--- What you will do ---
Each entry below should be retyped exactly as given.

--- Given data ---
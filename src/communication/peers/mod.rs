use crossbeam_channel::Receiver;
use derive_more::Display;

use crate::errors::BullyError;
use crate::NodeId;

/// Election protocol message. The epoch lets receivers discard messages from superseded rounds.
#[derive(Clone, Copy, Debug, Eq, PartialEq, Hash, Display)]
pub enum Message {
    /// Candidate asks higher-priority peers whether any of them is alive.
    #[display(fmt = "Election (from {}, epoch {})", from, epoch)]
    Election { from: NodeId, epoch: u64 },

    /// Higher-priority peer tells the candidate to stand down.
    #[display(fmt = "Answer (from {}, epoch {})", from, epoch)]
    Answer { from: NodeId, epoch: u64 },

    /// Winner announcement. Leaders repeat it as a heartbeat.
    #[display(fmt = "Coordinator (from {}, epoch {})", from, epoch)]
    Coordinator { from: NodeId, epoch: u64 },
}

/// Message kind without the payload.
#[derive(Clone, Copy, Debug, Eq, PartialEq, Hash, Display)]
pub enum MessageKind {
    Election,
    Answer,
    Coordinator,
}

impl Message {
    pub fn sender(&self) -> NodeId {
        match *self {
            Message::Election { from, .. }
            | Message::Answer { from, .. }
            | Message::Coordinator { from, .. } => from,
        }
    }

    pub fn epoch(&self) -> u64 {
        match *self {
            Message::Election { epoch, .. }
            | Message::Answer { epoch, .. }
            | Message::Coordinator { epoch, .. } => epoch,
        }
    }

    pub fn kind(&self) -> MessageKind {
        match self {
            Message::Election { .. } => MessageKind::Election,
            Message::Answer { .. } => MessageKind::Answer,
            Message::Coordinator { .. } => MessageKind::Coordinator,
        }
    }
}

/// Outbound side of the transport. Delivery is best-effort: an error or a silent drop
/// both mean the destination is unreachable for now.
pub trait Transport: Clone + Send + Sync + 'static {
    /// Sends the message to the destination node.
    fn send(&self, destination_node_id: NodeId, message: Message) -> Result<(), BullyError>;
}

/// Inbound side of the transport.
pub trait TransportChannels {
    /// Returns the inbound message stream of the node. Messages from one sender arrive in
    /// send order.
    fn message_rx(&self, node_id: NodeId) -> Result<Receiver<Message>, BullyError>;
}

--- Task result ---
filename src/communication/peers/mod.rs
use crossbeam_channel::Receiver;
use derive_more::Display;

use crate::errors::BullyError;
use crate::NodeId;

/// Election protocol message. The epoch lets receivers discard messages from superseded rounds.
#[derive(Clone, Copy, Debug, Eq, PartialEq, Hash, Display)]
pub enum Message {
    /// Candidate asks higher-priority peers whether any of them is alive.
    #[display(fmt = "Election (from {}, epoch {})", from, epoch)]
    Election { from: NodeId, epoch: u64 },

    /// Higher-priority peer tells the candidate to stand down.
    #[display(fmt = "Answer (from {}, epoch {})", from, epoch)]
    Answer { from: NodeId, epoch: u64 },

    /// Winner announcement. Leaders repeat it as a heartbeat.
    #[display(fmt = "Coordinator (from {}, epoch {})", from, epoch)]
    Coordinator { from: NodeId, epoch: u64 },
}

/// Message kind without the payload.
#[derive(Clone, Copy, Debug, Eq, PartialEq, Hash, Display)]
pub enum MessageKind {
    Election,
    Answer,
    Coordinator,
}

impl Message {
    pub fn sender(&self) -> NodeId {
        match *self {
            Message::Election { from, .. }
            | Message::Answer { from, .. }
            | Message::Coordinator { from, .. } => from,
        }
    }

    pub fn epoch(&self) -> u64 {
        match *self {
            Message::Election { epoch, .. }
            | Message::Answer { epoch, .. }
            | Message::Coordinator { epoch, .. } => epoch,
        }
    }

    pub fn kind(&self) -> MessageKind {
        match self {
            Message::Election { .. } => MessageKind::Election,
            Message::Answer { .. } => MessageKind::Answer,
            Message::Coordinator { .. } => MessageKind::Coordinator,
        }
    }
}

/// Outbound side of the transport. Delivery is best-effort: an error or a silent drop
/// both mean the destination is unreachable for now.
pub trait Transport: Clone + Send + Sync + 'static {
    /// Sends the message to the destination node.
    fn send(&self, destination_node_id: NodeId, message: Message) -> Result<(), BullyError>;
}

/// Inbound side of the transport.
pub trait TransportChannels {
    /// Returns the inbound message stream of the node. Messages from one sender arrive in
    /// send order.
    fn message_rx(&self, node_id: NodeId) -> Result<Receiver<Message>, BullyError>;
}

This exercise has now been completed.